(TASK BRIEF):
Nothing but the lines from the one containing "pub struct Summary" through the one containing "differ per dimension.", both included, should be given again, each exactly as written below.

[Saved data entries]
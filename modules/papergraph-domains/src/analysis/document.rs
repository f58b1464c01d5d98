//! The structured analysis document produced by the LLM collaborator.
//!
//! Persisted opaquely as the task result; only the ratings are interpreted.

use std::collections::BTreeMap;

use papergraph_common::{PaperGraphError, Result};
use serde::{Deserialize, Serialize};

pub const MIN_RATING: i32 = 1;
pub const MAX_RATING: i32 = 5;

#[derive(Debug, Clone, Default, PartialEq, Serialize, Deserialize)]
#[serde(rename_all = "camelCase")]
pub struct BasicInfo {
    pub title: String,
    #[serde(default)]
    pub authors: Vec<String>,
    #[serde(default)]
    pub publication_date: String,
    #[serde(default)]
    pub research_field: String,
}

#[derive(Debug, Clone, Default, PartialEq, Serialize, Deserialize)]
#[serde(rename_all = "camelCase")]
pub struct Summary {
    #[serde(default)]
    pub purpose: String,
    #[serde(default)]
    pub methods: String,
    #[serde(default)]
    pub key_findings: String,
    #[serde(default)]
    pub conclusion: String,
}

/// One quality dimension: a 1..=5 rating plus free-text justification fields,
/// whose keys differ per dimension.
#[derive(Debug, Clone, PartialEq, Serialize, Deserialize)]
pub struct QualityDimension {
    pub rating: i32,
    #[serde(flatten)]
    pub notes: BTreeMap<String, String>,
}

impl QualityDimension {
    pub fn rated(rating: i32) -> Self {
        Self {
            rating,
            notes: BTreeMap::new(),
        }
    }
}

#[derive(Debug, Clone, PartialEq, Serialize, Deserialize)]
#[serde(rename_all = "camelCase")]
pub struct ContentQuality {
    pub research_question_importance: QualityDimension,
    pub innovation: QualityDimension,
    pub methodology_rigor: QualityDimension,
    pub results_validity_reproducibility: QualityDimension,
    pub data_analysis_depth_breadth: QualityDimension,
    pub practical_application_value: QualityDimension,
    pub future_research_inspiration: QualityDimension,
}

impl ContentQuality {
    /// Every dimension rated the same. Handy for fixtures.
    pub fn uniform(rating: i32) -> Self {
        Self {
            research_question_importance: QualityDimension::rated(rating),
            innovation: QualityDimension::rated(rating),
            methodology_rigor: QualityDimension::rated(rating),
            results_validity_reproducibility: QualityDimension::rated(rating),
            data_analysis_depth_breadth: QualityDimension::rated(rating),
            practical_application_value: QualityDimension::rated(rating),
            future_research_inspiration: QualityDimension::rated(rating),
        }
    }

    pub fn dimensions(&self) -> [(&'static str, &QualityDimension); 7] {
        [
            ("researchQuestionImportance", &self.research_question_importance),
            ("innovation", &self.innovation),
            ("methodologyRigor", &self.methodology_rigor),
            ("resultsValidityReproducibility", &self.results_validity_reproducibility),
            ("dataAnalysisDepthBreadth", &self.data_analysis_depth_breadth),
            ("practicalApplicationValue", &self.practical_application_value),
            ("futureResearchInspiration", &self.future_research_inspiration),
        ]
    }
}

#[derive(Debug, Clone, PartialEq, Serialize, Deserialize)]
#[serde(rename_all = "camelCase")]
pub struct AnalysisDocument {
    pub basic_info: BasicInfo,
    pub summary: Summary,
    pub content_quality: ContentQuality,
}

impl AnalysisDocument {
    /// Parse and validate a document as returned by the collaborator.
    pub fn from_value(value: serde_json::Value) -> Result<Self> {
        let doc: AnalysisDocument = serde_json::from_value(value)?;
        doc.validate()?;
        Ok(doc)
    }

    pub fn validate(&self) -> Result<()> {
        for (name, dimension) in self.content_quality.dimensions() {
            if !(MIN_RATING..=MAX_RATING).contains(&dimension.rating) {
                return Err(PaperGraphError::validation(format!(
                    "{name} rating must be between {MIN_RATING} and {MAX_RATING}, got {}",
                    dimension.rating
                )));
            }
        }
        Ok(())
    }

    /// How strongly the analysis suggests reading the paper itself: the sum
    /// of the seven ratings (7..=35).
    pub fn suggestion_strength(&self) -> i32 {
        self.content_quality
            .dimensions()
            .iter()
            .map(|(_, d)| d.rating)
            .sum()
    }

    pub fn to_value(&self) -> Result<serde_json::Value> {
        Ok(serde_json::to_value(self)?)
    }
}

(EXERCISE RESPONSE):
pub struct Summary {
    #[serde(default)]
    pub purpose: String,
    #[serde(default)]
    pub methods: String,
    #[serde(default)]
    pub key_findings: String,
    #[serde(default)]
    pub conclusion: String,
}

/// One quality dimension: a 1..=5 rating plus free-text justification fields,
/// whose keys differ per dimension.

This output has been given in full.